**Stored data:**
*-*-*
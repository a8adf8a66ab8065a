//! Storage Abstractions
//!
//! File access for the track cache and key-value settings for user
//! preferences and the persisted play queue.

use async_trait::async_trait;
use std::path::{Path, PathBuf};

use crate::error::Result;

/// Boxed async writer returned by [`FileSystemAccess::open_append_stream`].
pub type WriteStream = Box<dyn tokio::io::AsyncWrite + Send + Unpin>;

/// File metadata information
#[derive(Debug, Clone, Copy, PartialEq, Eq)]
pub struct FileMetadata {
    pub size: u64,
    pub modified_at: Option<i64>,
    pub is_directory: bool,
}

/// File system access trait
///
/// The track cache lives under [`get_cache_directory`](Self::get_cache_directory).
/// Partially downloaded files are appended to while a player may already be
/// reading them, so implementations must not hold exclusive locks.
///
/// - Desktop: `tokio::fs` below the user cache directory
/// - Android: external storage, which may be unmounted at any time
///   (reported through [`is_available`](Self::is_available))
///
/// # Example
///
/// ```ignore
/// use bridge_traits::storage::FileSystemAccess;
///
/// async fn cached_size(fs: &dyn FileSystemAccess, path: &Path) -> u64 {
///     fs.metadata(path).await.map(|m| m.size).unwrap_or(0)
/// }
/// ```
#[async_trait]
pub trait FileSystemAccess: Send + Sync {
    /// Root directory for cached and saved tracks.
    async fn get_cache_directory(&self) -> Result<PathBuf>;

    /// Whether the cache storage is currently mounted and writable.
    async fn is_available(&self) -> bool {
        self.get_cache_directory().await.is_ok()
    }

    async fn exists(&self, path: &Path) -> Result<bool>;

    async fn metadata(&self, path: &Path) -> Result<FileMetadata>;

    /// Create a directory and all parent directories if they don't exist
    async fn create_dir_all(&self, path: &Path) -> Result<()>;

    /// Atomically move `from` to `to`, replacing `to` if present.
    async fn rename(&self, from: &Path, to: &Path) -> Result<()>;

    async fn delete_file(&self, path: &Path) -> Result<()>;

    /// Open `path` for appending, creating it (and its parents) if missing.
    async fn open_append_stream(&self, path: &Path) -> Result<WriteStream>;

    /// Size of `path` in bytes, or 0 when it does not exist.
    async fn file_size(&self, path: &Path) -> u64 {
        match self.metadata(path).await {
            Ok(meta) if !meta.is_directory => meta.size,
            _ => 0,
        }
    }
}

/// Key-value settings storage trait
///
/// Holds playback preferences (repeat mode, shuffle flags) and the
/// JSON-serialized play queue that survives process restarts.
///
/// # Example
///
/// ```ignore
/// use bridge_traits::storage::SettingsStore;
///
/// async fn remember_repeat(store: &dyn SettingsStore) -> Result<()> {
///     store.set_string("playback.repeat_mode", "all").await
/// }
/// ```
#[async_trait]
pub trait SettingsStore: Send + Sync {
    async fn set_string(&self, key: &str, value: &str) -> Result<()>;

    async fn get_string(&self, key: &str) -> Result<Option<String>>;

    async fn set_bool(&self, key: &str, value: bool) -> Result<()>;

    async fn get_bool(&self, key: &str) -> Result<Option<bool>>;

    async fn set_i64(&self, key: &str, value: i64) -> Result<()>;

    async fn get_i64(&self, key: &str) -> Result<Option<i64>>;

    async fn delete(&self, key: &str) -> Result<()>;
}

#[cfg(test)]
mod tests {
    use super::*;
    use crate::error::BridgeError;

    struct MissingFs;

    #[async_trait]
    impl FileSystemAccess for MissingFs {
        async fn get_cache_directory(&self) -> Result<PathBuf> {
            Err(BridgeError::NotAvailable("storage unmounted".to_string()))
        }
        async fn exists(&self, _path: &Path) -> Result<bool> {
            Ok(false)
        }
        async fn metadata(&self, path: &Path) -> Result<FileMetadata> {
            Err(BridgeError::Storage(format!("{} missing", path.display())))
        }
        async fn create_dir_all(&self, _path: &Path) -> Result<()> {
            Ok(())
        }
        async fn rename(&self, _from: &Path, _to: &Path) -> Result<()> {
            Ok(())
        }
        async fn delete_file(&self, _path: &Path) -> Result<()> {
            Ok(())
        }
        async fn open_append_stream(&self, _path: &Path) -> Result<WriteStream> {
            Err(BridgeError::NotAvailable("read-only".to_string()))
        }
    }

    #[tokio::test]
    async fn default_helpers_follow_required_methods() {
        let fs = MissingFs;
        assert!(!fs.is_available().await);
        assert_eq!(fs.file_size(Path::new("/cache/a.mp3")).await, 0);
    }
}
*-*-*
**EXERCISE:** Copy out each line carrying the string "rename" from the data.

**TASK SOLUTION:**
    async fn rename(&self, from: &Path, to: &Path) -> Result<()>;
        async fn rename(&self, _from: &Path, _to: &Path) -> Result<()> {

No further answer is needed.